What to do: Determine how many of the lines below include "AttributeBinding", then respond with that number and no other text.

Supplied records below:

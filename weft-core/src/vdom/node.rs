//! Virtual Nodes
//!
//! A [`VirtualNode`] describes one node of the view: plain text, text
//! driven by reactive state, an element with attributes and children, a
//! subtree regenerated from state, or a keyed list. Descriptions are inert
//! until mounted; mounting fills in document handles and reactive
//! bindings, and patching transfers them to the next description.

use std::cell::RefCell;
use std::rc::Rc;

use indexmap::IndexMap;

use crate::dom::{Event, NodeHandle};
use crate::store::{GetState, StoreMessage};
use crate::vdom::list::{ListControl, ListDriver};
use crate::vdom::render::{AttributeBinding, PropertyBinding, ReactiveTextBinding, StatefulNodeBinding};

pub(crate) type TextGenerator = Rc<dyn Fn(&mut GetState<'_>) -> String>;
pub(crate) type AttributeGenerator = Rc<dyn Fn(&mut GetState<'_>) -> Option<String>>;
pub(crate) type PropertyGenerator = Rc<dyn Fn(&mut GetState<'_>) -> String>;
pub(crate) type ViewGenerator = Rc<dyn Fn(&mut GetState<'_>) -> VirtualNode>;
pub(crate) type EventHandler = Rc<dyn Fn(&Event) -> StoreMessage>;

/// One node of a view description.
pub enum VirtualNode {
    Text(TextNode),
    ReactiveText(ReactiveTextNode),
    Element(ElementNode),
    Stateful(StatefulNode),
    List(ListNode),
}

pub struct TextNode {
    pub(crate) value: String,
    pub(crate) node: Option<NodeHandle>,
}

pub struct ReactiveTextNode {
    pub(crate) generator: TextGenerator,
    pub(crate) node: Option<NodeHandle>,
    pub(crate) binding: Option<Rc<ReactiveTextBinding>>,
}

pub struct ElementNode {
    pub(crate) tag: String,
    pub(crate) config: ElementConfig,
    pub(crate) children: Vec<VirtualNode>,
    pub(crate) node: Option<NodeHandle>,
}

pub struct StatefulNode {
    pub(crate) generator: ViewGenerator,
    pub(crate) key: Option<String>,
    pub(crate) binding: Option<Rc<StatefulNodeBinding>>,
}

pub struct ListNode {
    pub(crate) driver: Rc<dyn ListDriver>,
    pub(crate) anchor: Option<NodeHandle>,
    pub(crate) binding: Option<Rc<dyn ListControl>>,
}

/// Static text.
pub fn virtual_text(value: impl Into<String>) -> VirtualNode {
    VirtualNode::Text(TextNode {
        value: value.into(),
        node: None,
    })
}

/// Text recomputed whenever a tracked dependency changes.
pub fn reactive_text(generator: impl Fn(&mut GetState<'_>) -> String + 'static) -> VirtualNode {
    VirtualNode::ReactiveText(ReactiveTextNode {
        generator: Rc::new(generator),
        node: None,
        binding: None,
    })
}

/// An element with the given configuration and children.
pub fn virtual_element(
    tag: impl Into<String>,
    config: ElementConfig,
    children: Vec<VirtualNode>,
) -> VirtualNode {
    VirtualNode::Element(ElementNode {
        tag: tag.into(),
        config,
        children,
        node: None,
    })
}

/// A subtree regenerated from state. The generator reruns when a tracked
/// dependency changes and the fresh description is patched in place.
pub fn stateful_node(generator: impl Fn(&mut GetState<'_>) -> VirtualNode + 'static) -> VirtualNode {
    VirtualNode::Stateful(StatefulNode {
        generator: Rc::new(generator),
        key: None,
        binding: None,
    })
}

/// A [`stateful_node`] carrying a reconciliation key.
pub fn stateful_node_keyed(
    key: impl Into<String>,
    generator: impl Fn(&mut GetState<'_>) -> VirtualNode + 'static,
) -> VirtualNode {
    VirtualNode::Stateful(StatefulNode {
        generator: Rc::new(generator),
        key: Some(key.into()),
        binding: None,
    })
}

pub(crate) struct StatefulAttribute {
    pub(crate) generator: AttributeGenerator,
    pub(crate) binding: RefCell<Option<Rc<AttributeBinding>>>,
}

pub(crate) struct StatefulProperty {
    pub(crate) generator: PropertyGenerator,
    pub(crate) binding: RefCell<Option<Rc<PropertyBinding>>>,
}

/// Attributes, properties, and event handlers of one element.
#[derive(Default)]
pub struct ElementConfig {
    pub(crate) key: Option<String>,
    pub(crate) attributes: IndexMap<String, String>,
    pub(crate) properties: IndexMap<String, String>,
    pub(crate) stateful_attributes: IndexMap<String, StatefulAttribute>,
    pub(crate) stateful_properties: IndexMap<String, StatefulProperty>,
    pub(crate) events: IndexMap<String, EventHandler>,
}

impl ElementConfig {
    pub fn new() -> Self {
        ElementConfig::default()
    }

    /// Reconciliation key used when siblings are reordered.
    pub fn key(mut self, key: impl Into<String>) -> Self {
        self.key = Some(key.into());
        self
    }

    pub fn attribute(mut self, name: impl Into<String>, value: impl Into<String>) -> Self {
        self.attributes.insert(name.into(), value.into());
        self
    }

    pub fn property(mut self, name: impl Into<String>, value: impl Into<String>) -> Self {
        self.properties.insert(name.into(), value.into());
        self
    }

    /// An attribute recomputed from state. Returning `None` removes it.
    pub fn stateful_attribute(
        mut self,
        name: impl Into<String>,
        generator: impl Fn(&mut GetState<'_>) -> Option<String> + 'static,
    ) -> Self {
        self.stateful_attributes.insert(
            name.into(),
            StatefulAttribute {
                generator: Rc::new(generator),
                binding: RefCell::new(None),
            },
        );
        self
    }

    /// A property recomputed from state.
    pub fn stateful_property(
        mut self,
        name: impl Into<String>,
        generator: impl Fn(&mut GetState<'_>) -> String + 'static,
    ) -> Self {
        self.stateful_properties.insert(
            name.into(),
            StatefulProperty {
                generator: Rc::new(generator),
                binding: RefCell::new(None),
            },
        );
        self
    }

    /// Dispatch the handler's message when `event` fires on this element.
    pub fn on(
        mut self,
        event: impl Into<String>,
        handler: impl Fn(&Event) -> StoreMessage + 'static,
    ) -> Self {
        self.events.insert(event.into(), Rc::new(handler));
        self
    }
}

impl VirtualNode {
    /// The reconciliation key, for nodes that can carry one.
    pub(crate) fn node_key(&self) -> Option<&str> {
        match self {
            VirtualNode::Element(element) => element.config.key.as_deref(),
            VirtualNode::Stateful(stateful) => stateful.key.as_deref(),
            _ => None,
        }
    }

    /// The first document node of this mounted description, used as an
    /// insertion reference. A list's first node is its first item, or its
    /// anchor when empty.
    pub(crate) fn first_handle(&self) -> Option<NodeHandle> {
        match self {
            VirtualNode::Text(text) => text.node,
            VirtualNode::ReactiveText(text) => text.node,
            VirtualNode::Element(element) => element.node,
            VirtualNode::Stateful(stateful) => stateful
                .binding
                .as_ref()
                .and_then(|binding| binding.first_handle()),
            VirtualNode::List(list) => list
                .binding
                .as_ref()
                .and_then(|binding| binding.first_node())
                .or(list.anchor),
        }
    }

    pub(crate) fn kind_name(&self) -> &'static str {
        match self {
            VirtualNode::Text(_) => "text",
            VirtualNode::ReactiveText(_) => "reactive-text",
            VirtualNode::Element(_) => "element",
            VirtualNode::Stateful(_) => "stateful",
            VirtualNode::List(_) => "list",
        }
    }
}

End of Supplied records.
Supplied records below:

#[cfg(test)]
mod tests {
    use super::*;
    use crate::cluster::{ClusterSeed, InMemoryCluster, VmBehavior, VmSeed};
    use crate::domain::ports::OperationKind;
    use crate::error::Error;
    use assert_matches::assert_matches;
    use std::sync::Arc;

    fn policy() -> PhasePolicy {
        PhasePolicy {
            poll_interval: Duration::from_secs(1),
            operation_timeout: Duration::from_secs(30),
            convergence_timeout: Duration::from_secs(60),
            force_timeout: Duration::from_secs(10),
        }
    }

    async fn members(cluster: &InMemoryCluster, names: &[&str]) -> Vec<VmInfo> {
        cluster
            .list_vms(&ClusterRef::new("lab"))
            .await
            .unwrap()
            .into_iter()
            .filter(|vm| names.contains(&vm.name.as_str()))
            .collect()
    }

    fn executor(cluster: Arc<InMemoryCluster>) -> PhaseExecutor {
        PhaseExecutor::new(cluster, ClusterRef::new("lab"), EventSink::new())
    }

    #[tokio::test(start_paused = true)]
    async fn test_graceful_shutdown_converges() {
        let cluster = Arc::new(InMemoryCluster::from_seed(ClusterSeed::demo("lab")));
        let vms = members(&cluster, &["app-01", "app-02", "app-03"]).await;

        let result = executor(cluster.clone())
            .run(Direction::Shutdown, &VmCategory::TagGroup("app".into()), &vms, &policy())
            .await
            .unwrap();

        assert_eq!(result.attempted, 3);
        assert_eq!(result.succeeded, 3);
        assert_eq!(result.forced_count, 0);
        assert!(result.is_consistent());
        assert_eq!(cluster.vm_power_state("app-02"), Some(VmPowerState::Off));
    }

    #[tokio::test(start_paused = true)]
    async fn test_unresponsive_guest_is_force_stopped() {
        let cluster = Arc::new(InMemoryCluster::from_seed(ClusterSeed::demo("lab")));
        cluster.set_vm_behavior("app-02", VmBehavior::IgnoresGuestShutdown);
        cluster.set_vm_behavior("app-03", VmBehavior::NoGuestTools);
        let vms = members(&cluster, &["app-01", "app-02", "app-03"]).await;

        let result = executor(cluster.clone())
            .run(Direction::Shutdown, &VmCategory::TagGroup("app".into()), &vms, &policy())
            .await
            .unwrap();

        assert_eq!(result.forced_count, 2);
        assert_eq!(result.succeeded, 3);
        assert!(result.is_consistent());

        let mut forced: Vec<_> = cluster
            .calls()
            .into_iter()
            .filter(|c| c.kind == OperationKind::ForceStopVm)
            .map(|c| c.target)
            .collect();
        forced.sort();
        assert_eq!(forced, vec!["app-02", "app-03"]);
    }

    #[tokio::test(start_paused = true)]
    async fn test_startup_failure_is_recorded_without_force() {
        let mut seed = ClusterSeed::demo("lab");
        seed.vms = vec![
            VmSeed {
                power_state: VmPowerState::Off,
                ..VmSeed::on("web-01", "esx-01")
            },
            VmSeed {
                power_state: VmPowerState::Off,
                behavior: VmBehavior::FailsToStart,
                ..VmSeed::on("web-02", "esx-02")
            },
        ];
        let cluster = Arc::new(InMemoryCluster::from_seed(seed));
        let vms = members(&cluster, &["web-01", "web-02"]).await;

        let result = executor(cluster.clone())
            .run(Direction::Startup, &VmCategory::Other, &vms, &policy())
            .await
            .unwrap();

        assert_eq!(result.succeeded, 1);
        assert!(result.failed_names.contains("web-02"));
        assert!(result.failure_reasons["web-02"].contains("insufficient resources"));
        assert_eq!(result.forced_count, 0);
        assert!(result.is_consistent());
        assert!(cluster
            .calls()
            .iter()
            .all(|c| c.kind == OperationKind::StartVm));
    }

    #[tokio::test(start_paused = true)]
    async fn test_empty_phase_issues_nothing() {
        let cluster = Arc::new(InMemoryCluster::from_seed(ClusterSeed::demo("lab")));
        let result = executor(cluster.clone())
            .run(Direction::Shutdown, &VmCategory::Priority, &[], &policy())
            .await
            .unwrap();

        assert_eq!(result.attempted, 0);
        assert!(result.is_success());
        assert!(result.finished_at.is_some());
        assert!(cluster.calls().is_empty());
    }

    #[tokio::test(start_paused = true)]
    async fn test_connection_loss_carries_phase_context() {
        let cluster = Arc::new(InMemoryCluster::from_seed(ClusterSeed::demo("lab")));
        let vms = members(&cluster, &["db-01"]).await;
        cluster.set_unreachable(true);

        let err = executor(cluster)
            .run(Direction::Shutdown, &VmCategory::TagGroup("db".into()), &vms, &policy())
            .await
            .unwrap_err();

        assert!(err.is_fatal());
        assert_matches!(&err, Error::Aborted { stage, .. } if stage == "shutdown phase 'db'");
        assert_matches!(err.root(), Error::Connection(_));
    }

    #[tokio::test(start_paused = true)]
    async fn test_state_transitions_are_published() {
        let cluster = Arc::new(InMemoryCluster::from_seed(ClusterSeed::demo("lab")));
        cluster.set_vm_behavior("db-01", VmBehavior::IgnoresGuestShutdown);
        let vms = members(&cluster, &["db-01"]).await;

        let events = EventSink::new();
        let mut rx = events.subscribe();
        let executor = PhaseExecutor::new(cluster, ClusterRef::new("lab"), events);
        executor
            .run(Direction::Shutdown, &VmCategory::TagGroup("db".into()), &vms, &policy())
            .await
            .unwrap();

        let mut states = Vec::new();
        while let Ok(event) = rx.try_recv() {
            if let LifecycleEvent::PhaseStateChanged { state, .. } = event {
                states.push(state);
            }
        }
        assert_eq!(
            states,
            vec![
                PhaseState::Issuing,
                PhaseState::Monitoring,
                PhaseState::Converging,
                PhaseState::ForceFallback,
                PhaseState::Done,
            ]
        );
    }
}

End of Supplied records.
Supplied records below:

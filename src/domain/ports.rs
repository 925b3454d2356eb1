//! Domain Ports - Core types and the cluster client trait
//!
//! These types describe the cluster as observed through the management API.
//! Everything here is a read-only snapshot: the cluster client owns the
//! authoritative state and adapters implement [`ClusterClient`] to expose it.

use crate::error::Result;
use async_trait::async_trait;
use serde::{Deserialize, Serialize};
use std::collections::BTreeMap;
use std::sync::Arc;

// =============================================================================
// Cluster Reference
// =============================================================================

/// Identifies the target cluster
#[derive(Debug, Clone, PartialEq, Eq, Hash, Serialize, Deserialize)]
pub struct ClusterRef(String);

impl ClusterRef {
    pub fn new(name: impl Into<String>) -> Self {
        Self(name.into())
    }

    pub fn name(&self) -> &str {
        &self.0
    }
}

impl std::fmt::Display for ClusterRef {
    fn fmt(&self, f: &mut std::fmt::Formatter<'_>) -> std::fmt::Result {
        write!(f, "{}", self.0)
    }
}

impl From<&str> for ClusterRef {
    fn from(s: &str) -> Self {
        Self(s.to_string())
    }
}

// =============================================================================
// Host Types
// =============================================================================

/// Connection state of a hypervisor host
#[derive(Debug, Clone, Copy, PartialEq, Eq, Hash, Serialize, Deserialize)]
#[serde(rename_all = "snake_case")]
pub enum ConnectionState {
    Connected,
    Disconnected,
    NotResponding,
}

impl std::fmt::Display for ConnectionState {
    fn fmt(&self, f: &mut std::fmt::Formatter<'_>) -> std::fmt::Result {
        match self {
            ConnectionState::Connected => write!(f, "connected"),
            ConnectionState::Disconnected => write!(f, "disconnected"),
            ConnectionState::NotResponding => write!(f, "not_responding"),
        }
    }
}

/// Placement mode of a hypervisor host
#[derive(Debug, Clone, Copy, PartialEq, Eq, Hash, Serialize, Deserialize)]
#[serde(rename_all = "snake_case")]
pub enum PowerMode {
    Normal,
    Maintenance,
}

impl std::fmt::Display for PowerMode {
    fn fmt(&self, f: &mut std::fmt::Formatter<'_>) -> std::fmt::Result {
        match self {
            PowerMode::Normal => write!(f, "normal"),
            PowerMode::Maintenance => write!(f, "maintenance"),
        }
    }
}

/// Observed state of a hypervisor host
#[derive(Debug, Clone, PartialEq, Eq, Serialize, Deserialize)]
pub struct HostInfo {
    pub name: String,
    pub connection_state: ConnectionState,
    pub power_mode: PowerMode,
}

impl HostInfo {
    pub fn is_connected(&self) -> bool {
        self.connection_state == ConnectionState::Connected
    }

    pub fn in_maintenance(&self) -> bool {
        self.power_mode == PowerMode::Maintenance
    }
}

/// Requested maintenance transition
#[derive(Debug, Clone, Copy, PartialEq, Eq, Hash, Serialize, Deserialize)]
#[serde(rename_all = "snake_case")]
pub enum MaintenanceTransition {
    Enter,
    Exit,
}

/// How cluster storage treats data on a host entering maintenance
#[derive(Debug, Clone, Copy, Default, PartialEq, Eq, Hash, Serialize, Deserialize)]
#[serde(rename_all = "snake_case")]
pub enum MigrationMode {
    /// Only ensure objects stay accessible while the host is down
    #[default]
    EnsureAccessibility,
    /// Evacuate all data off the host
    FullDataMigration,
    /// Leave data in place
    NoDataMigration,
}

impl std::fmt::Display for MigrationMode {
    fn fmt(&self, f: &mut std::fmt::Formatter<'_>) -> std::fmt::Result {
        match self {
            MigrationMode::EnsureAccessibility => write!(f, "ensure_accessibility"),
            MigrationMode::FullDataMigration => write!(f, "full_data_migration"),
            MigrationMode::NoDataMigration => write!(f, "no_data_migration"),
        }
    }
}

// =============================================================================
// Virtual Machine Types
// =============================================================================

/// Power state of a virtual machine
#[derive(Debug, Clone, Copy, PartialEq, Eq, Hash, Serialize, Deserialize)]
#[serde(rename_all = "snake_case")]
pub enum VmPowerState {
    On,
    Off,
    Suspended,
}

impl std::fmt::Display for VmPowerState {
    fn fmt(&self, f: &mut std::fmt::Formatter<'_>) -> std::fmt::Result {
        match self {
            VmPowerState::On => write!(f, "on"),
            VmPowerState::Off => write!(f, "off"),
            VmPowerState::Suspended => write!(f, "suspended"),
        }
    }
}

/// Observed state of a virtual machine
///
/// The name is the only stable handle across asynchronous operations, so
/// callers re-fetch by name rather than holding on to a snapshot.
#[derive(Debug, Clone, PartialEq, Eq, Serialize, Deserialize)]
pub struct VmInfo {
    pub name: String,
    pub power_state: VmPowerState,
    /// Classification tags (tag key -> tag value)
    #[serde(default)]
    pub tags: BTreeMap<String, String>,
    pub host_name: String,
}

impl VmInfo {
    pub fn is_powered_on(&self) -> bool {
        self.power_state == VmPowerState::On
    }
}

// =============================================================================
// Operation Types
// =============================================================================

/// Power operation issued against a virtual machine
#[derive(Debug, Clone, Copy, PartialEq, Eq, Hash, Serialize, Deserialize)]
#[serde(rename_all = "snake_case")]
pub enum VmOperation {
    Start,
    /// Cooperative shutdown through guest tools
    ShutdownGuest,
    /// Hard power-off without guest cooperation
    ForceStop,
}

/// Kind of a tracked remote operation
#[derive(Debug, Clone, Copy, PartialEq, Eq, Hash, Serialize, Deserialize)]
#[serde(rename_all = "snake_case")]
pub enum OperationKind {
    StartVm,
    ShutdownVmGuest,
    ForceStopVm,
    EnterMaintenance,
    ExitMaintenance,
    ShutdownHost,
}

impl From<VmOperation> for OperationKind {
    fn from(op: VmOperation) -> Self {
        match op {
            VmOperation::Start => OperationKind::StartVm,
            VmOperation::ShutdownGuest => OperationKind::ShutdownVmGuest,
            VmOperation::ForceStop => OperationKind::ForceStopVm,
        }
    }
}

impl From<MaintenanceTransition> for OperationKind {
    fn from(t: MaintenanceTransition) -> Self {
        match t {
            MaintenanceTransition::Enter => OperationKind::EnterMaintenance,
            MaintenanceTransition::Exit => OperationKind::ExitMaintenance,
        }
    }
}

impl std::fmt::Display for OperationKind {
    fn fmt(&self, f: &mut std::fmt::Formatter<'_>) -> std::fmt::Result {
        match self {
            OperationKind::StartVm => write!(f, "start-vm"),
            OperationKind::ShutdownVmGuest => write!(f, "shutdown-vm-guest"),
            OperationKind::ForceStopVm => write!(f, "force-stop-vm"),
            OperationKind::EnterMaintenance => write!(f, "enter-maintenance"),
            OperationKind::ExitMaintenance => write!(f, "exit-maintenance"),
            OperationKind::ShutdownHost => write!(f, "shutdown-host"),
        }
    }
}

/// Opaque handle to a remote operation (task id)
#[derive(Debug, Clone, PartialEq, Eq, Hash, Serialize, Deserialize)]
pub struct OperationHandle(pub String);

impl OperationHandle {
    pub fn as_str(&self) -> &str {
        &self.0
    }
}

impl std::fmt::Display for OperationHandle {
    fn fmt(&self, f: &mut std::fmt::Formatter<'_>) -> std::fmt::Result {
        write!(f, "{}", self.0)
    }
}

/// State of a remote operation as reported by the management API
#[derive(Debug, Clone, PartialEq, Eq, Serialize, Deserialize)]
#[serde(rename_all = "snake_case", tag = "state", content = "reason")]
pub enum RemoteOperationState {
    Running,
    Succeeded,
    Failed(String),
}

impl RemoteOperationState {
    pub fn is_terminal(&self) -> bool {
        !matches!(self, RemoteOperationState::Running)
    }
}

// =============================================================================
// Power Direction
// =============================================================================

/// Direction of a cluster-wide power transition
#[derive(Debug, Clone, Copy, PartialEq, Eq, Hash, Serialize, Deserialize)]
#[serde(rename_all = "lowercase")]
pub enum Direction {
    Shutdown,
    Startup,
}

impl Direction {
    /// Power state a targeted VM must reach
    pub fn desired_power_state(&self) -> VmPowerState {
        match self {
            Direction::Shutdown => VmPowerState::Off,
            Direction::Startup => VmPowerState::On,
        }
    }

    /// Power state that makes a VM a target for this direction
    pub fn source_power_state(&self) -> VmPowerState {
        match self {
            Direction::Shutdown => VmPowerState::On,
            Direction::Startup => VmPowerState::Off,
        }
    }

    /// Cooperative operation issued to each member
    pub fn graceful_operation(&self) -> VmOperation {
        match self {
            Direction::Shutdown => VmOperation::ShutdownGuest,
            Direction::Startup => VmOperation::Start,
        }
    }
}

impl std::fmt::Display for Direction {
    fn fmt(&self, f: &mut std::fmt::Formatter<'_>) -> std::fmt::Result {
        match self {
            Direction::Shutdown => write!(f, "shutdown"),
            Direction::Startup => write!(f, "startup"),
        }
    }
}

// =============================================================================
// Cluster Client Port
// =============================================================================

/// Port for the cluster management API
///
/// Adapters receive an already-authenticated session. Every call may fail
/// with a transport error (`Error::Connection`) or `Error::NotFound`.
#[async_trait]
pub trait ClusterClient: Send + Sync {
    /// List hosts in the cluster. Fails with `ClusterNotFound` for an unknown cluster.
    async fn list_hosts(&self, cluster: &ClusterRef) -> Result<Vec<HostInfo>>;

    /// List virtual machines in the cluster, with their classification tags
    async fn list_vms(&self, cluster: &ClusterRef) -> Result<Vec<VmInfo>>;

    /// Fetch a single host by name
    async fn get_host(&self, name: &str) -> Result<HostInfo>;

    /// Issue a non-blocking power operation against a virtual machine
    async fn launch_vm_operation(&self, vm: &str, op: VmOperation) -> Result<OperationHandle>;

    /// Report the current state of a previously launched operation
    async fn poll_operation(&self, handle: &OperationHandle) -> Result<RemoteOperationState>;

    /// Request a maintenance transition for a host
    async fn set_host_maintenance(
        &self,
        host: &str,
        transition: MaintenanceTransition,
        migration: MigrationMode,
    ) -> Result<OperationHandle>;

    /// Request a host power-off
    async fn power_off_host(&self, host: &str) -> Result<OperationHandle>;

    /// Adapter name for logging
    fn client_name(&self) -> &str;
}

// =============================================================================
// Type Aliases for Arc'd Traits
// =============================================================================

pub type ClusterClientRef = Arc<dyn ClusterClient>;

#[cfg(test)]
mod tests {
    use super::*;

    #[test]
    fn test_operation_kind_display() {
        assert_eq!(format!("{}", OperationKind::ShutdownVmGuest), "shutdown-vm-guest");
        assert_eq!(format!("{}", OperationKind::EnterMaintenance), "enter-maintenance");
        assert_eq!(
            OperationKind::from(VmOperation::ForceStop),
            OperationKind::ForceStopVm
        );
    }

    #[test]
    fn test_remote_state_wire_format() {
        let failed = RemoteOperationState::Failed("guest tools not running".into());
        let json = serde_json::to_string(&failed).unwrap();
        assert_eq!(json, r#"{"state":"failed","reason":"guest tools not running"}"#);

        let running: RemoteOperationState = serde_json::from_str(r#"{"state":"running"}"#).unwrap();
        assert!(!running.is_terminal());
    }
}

End of Supplied records.

Output of the task: 2